Middletown is a census-designated place (CDP) in Shiawassee County in the U.S. state of Michigan. Middletown is located within Caledonia Township along M-71 between the cities of Corunna and Owosso. The CDP had a population of 825 at the 2020 census.

==Geography==
According to the United States Census Bureau, the CDP has a total area of 0.48 sqmi, of which 0.47 sqmi is land and 0.01 sqmi (2.08%) is water.

The Shiawassee River flows just north of Middletown.

==Demographics==

As of the census of 2000, there were 966 people, 374 households, and 264 families residing in the CDP. The population density was 1,973.3 PD/sqmi. There were 396 housing units at an average density of 808.9 /sqmi. The racial makeup of the CDP was 97.52% White, 0.31% African American, 0.52% Native American, 0.21% Asian, 0.83% from other races, and 0.62% from two or more races. Hispanic or Latino of any race were 1.97% of the population.

There were 374 households, out of which 32.9% had children under the age of 18 living with them, 56.7% were married couples living together, 10.7% had a female householder with no husband present, and 29.4% were non-families. 22.5% of all households were made up of individuals, and 8.0% had someone living alone who was 65 years of age or older. The average household size was 2.58 and the average family size was 3.02.

In the CDP, the population was spread out, with 26.1% under the age of 18, 7.1% from 18 to 24, 34.0% from 25 to 44, 21.1% from 45 to 64, and 11.7% who were 65 years of age or older. The median age was 36 years. For every 100 females, there were 105.5 males. For every 100 females age 18 and over, there were 100.0 males.

The median income for a household in the CDP was $32,891, and the median income for a family was $44,792. Males had a median income of $34,125 versus $22,639 for females.

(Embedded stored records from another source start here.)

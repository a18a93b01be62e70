mod api;
mod history;
mod llm;
mod server;

use clap::{Args, Parser, Subcommand};
use std::path::Path;

use dream_gacha::config::DiagnosisConfig;
use dream_gacha::{diagnose, format_float, BirthDate, DiagnosisInput, QuizAnswer};

#[derive(Parser)]
#[command(name = "dream-gacha", about = "Dream type gacha diagnosis")]
struct Cli {
    #[command(subcommand)]
    command: Command,
}

#[derive(Subcommand)]
enum Command {
    Diagnose(DiagnoseArgs),
    Serve(ServeArgs),
}

#[derive(Args, Debug, Clone)]
struct DiagnoseArgs {
    #[arg(long)]
    name: Option<String>,
    #[arg(long)]
    year: i32,
    #[arg(long)]
    month: u32,
    #[arg(long)]
    day: u32,
    /// Quiz answer as "questionId:optionId"; repeatable.
    #[arg(long = "answer")]
    answers: Vec<String>,
    #[arg(long)]
    ai: bool,
    #[arg(long)]
    ai_model: Option<String>,
    #[arg(long)]
    details: bool,
}

#[derive(Args, Debug, Clone)]
pub struct ServeArgs {
    #[arg(long, default_value = "127.0.0.1")]
    host: String,
    #[arg(long, default_value_t = 8787)]
    port: u16,
    #[arg(long, default_value = "../webapp/dist")]
    web_root: String,
    #[arg(long, default_value = "data/history.json")]
    history_path: String,
}

#[tokio::main]
async fn main() {
    load_dotenv();
    init_tracing();
    if let Err(err) = run().await {
        eprintln!("Error: {}", err);
        std::process::exit(1);
    }
}

async fn run() -> Result<(), String> {
    let cli = Cli::parse();

    match cli.command {
        Command::Diagnose(args) => run_diagnose(args).await,
        Command::Serve(args) => server::serve(args).await,
    }
}

async fn run_diagnose(args: DiagnoseArgs) -> Result<(), String> {
    let birth_date = validate_birth_date(args.year, args.month, args.day)?;

    let mut answers = Vec::with_capacity(args.answers.len());
    for raw in &args.answers {
        answers.push(parse_answer(raw)?);
    }

    let input = DiagnosisInput {
        name: args.name.clone(),
        birth_date,
        answers,
    };

    let output = diagnose(&input);
    let profile = output.dream_type.profile();

    let composed = if args.ai {
        let config = DiagnosisConfig::load(None)
            .map(|(config, _)| config)
            .unwrap_or_default();
        let client = llm::LlmClient::from_env(args.ai_model, &config.llm)
            .ok_or_else(|| "LLM_API_KEY is not set".to_string())?;
        Some(
            client
                .compose_message(input.name.as_deref(), &output)
                .await?,
        )
    } else {
        None
    };

    println!(
        "Dream type: {} {} ({})",
        profile.icon,
        profile.display_name,
        profile.element.label()
    );
    println!("Keywords: {}", profile.keywords.join(", "));
    println!("Advice: {}", profile.advice);
    println!(
        "Questionnaire pick: {} | fortune pick: {} / {}",
        output.questionnaire.top.id(),
        output.fortune.dream_type.primary.id(),
        output.fortune.dream_type.secondary.id()
    );

    let bazi = &output.fortune.bazi;
    println!(
        "Four pillars: year {} | month {} | day {}",
        bazi.year_pillar, bazi.month_pillar, bazi.day_pillar
    );
    println!(
        "Element balance: wood {} | fire {} | earth {} | metal {} | water {}",
        bazi.element_balance.wood,
        bazi.element_balance.fire,
        bazi.element_balance.earth,
        bazi.element_balance.metal,
        bazi.element_balance.water
    );

    let star = &output.fortune.kyusei;
    println!("Nine star: {} — {}", star.name, star.character);

    let numerology = &output.fortune.numerology;
    println!(
        "Life path {}: {} — {}",
        numerology.number, numerology.name, numerology.mission
    );

    if let Some(composed) = &composed {
        println!("\nPersonalized reading:\n{}", composed.message.message);
        for highlight in &composed.message.highlights {
            println!("- {}", highlight);
        }
    }

    if args.details {
        let mut ranked = output.combined_scores.entries();
        ranked.sort_by(|a, b| {
            b.1.partial_cmp(&a.1)
                .unwrap_or(std::cmp::Ordering::Equal)
                .then_with(|| a.0.priority_rank().cmp(&b.0.priority_rank()))
        });
        println!("\nCombined scores:");
        for (dream_type, score) in ranked {
            println!("  {}: {}", dream_type.id(), format_float(score, 2));
        }
    }

    Ok(())
}

fn validate_birth_date(year: i32, month: u32, day: u32) -> Result<BirthDate, String> {
    if !(1..=12).contains(&month) {
        return Err(format!("invalid month (1-12): {}", month));
    }
    if !(1..=31).contains(&day) {
        return Err(format!("invalid day (1-31): {}", day));
    }
    Ok(BirthDate { year, month, day })
}

fn parse_answer(raw: &str) -> Result<QuizAnswer, String> {
    let (question_id, answer_id) = raw
        .split_once(':')
        .ok_or_else(|| format!("invalid answer (expected questionId:optionId): {}", raw))?;
    let question_id = question_id
        .trim()
        .parse::<u32>()
        .map_err(|_| format!("invalid question id: {}", question_id))?;
    let answer_id = answer_id.trim();
    if answer_id.is_empty() {
        return Err(format!("missing option id in answer: {}", raw));
    }
    Ok(QuizAnswer {
        question_id,
        answer_id: Some(answer_id.to_string()),
        text_answer: None,
    })
}

fn init_tracing() {
    use tracing_subscriber::EnvFilter;

    tracing_subscriber::fmt()
        .with_env_filter(EnvFilter::try_from_default_env().unwrap_or_else(|_| EnvFilter::new("info")))
        .init();
}

fn load_dotenv() {
    let _ = dotenvy::dotenv();
    let manifest_dir = env!("CARGO_MANIFEST_DIR");
    let manifest_path = Path::new(manifest_dir).join(".env");
    let _ = dotenvy::from_path(manifest_path);
}
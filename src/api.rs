use serde::{Deserialize, Serialize};

use dream_gacha::fortune::{FourPillars, LifePath, NineStar};
use dream_gacha::scoring::{find_question, QuestionKind, QUESTION_BANK};
use dream_gacha::{
    BirthDate, DiagnosisInput, DiagnosisOutput, LlmMessage, LlmTrace, QuizAnswer, ScoreVector,
};

#[derive(Debug, Deserialize)]
pub struct ApiBirthDate {
    pub year: i32,
    pub month: u32,
    pub day: u32,
}

#[derive(Debug, Deserialize)]
pub struct ApiQuizAnswer {
    pub question_id: u32,
    pub answer_id: Option<String>,
    pub text_answer: Option<String>,
}

#[derive(Debug, Deserialize)]
pub struct ApiDiagnosisRequest {
    pub name: Option<String>,
    pub birth_date: Option<ApiBirthDate>,
    pub answers: Option<Vec<ApiQuizAnswer>>,
    pub request_id: Option<String>,
    pub use_ai: Option<bool>,
}

impl ApiDiagnosisRequest {
    /// Boundary validation lives here; the scoring core assumes its inputs
    /// were checked.
    pub fn into_input(self) -> Result<DiagnosisInput, String> {
        let birth_date = self
            .birth_date
            .ok_or_else(|| "birth_date is required".to_string())?;
        if !(1..=12).contains(&birth_date.month) {
            return Err(format!("invalid month (1-12): {}", birth_date.month));
        }
        if !(1..=31).contains(&birth_date.day) {
            return Err(format!("invalid day (1-31): {}", birth_date.day));
        }

        let name = self
            .name
            .map(|name| name.trim().to_string())
            .filter(|name| !name.is_empty());

        let answers = self
            .answers
            .unwrap_or_default()
            .into_iter()
            .map(|answer| QuizAnswer {
                question_id: answer.question_id,
                answer_id: answer.answer_id,
                text_answer: answer.text_answer,
            })
            .collect();

        Ok(DiagnosisInput {
            name,
            birth_date: BirthDate {
                year: birth_date.year,
                month: birth_date.month,
                day: birth_date.day,
            },
            answers,
        })
    }
}

/// Unknown references score zero in the core; the API surfaces them as
/// warnings so a misconfigured quiz front end shows up quickly.
pub fn answer_warnings(input: &DiagnosisInput) -> Vec<String> {
    let mut warnings = Vec::new();
    for answer in &input.answers {
        match find_question(answer.question_id) {
            None => warnings.push(format!("unknown question id: {}", answer.question_id)),
            Some(question) if question.kind == QuestionKind::Choice => {
                if let Some(answer_id) = answer.answer_id.as_deref() {
                    if !question.options.iter().any(|option| option.id == answer_id) {
                        warnings.push(format!(
                            "unknown option '{}' for question {}",
                            answer_id, answer.question_id
                        ));
                    }
                }
            }
            Some(_) => {}
        }
    }
    warnings
}

#[derive(Debug, Serialize)]
pub struct ApiQuestionOption {
    pub id: String,
    pub label: String,
}

#[derive(Debug, Serialize)]
pub struct ApiQuestion {
    pub id: u32,
    pub kind: String,
    pub prompt: String,
    pub options: Vec<ApiQuestionOption>,
}

/// The quiz as shown to players; point awards stay server-side.
pub fn question_catalog() -> Vec<ApiQuestion> {
    QUESTION_BANK
        .iter()
        .map(|question| ApiQuestion {
            id: question.id,
            kind: match question.kind {
                QuestionKind::Choice => "choice".to_string(),
                QuestionKind::Text => "text".to_string(),
            },
            prompt: question.prompt.to_string(),
            options: question
                .options
                .iter()
                .map(|option| ApiQuestionOption {
                    id: option.id.to_string(),
                    label: option.label.to_string(),
                })
                .collect(),
        })
        .collect()
}

#[derive(Debug, Serialize)]
pub struct ApiDiagnosisResponse {
    pub request_id: String,
    pub dream_type: String,
    pub display_name: String,
    pub element: String,
    pub icon: String,
    pub color: String,
    pub keywords: Vec<String>,
    pub strengths: Vec<String>,
    pub advice: String,
    pub questionnaire_top: String,
    pub questionnaire_scores: ScoreVector,
    pub fortune_primary: String,
    pub fortune_secondary: String,
    pub fortune_scores: ScoreVector,
    pub combined_scores: ScoreVector,
    pub bazi: FourPillars,
    pub kyusei: NineStar,
    pub numerology: LifePath,
    pub message: Option<LlmMessage>,
    pub llm_trace: Option<LlmTrace>,
    pub warnings: Vec<String>,
}

impl ApiDiagnosisResponse {
    pub fn from_output(
        output: DiagnosisOutput,
        message: Option<LlmMessage>,
        llm_trace: Option<LlmTrace>,
        warnings: Vec<String>,
        request_id: String,
    ) -> Self {
        let profile = output.dream_type.profile();
        Self {
            request_id,
            dream_type: profile.id.to_string(),
            display_name: profile.display_name.to_string(),
            element: profile.element.label().to_string(),
            icon: profile.icon.to_string(),
            color: profile.color.to_string(),
            keywords: profile.keywords.iter().map(|k| k.to_string()).collect(),
            strengths: profile.strengths.iter().map(|s| s.to_string()).collect(),
            advice: profile.advice.to_string(),
            questionnaire_top: output.questionnaire.top.id().to_string(),
            questionnaire_scores: output.questionnaire.scores,
            fortune_primary: output.fortune.dream_type.primary.id().to_string(),
            fortune_secondary: output.fortune.dream_type.secondary.id().to_string(),
            fortune_scores: output.fortune.dream_type.all_scores.clone(),
            combined_scores: output.combined_scores,
            bazi: output.fortune.bazi,
            kyusei: output.fortune.kyusei,
            numerology: output.fortune.numerology,
            message,
            llm_trace,
            warnings,
        }
    }
}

The per capita income for the CDP was $16,500. About 8.3% of families and 7.7% of the population were below the poverty line, including 7.4% of those under age 18 and none of those age 65 or over.

Historical population
| Census | Pop. | Note | %± |
| 2010 | 897 |  | — |
| 2020 | 825 |  | −8.0% |
U.S. Decennial Census

==Transportation==
===Airport===
- Owosso Community Airport is located just north in Caledonia Township.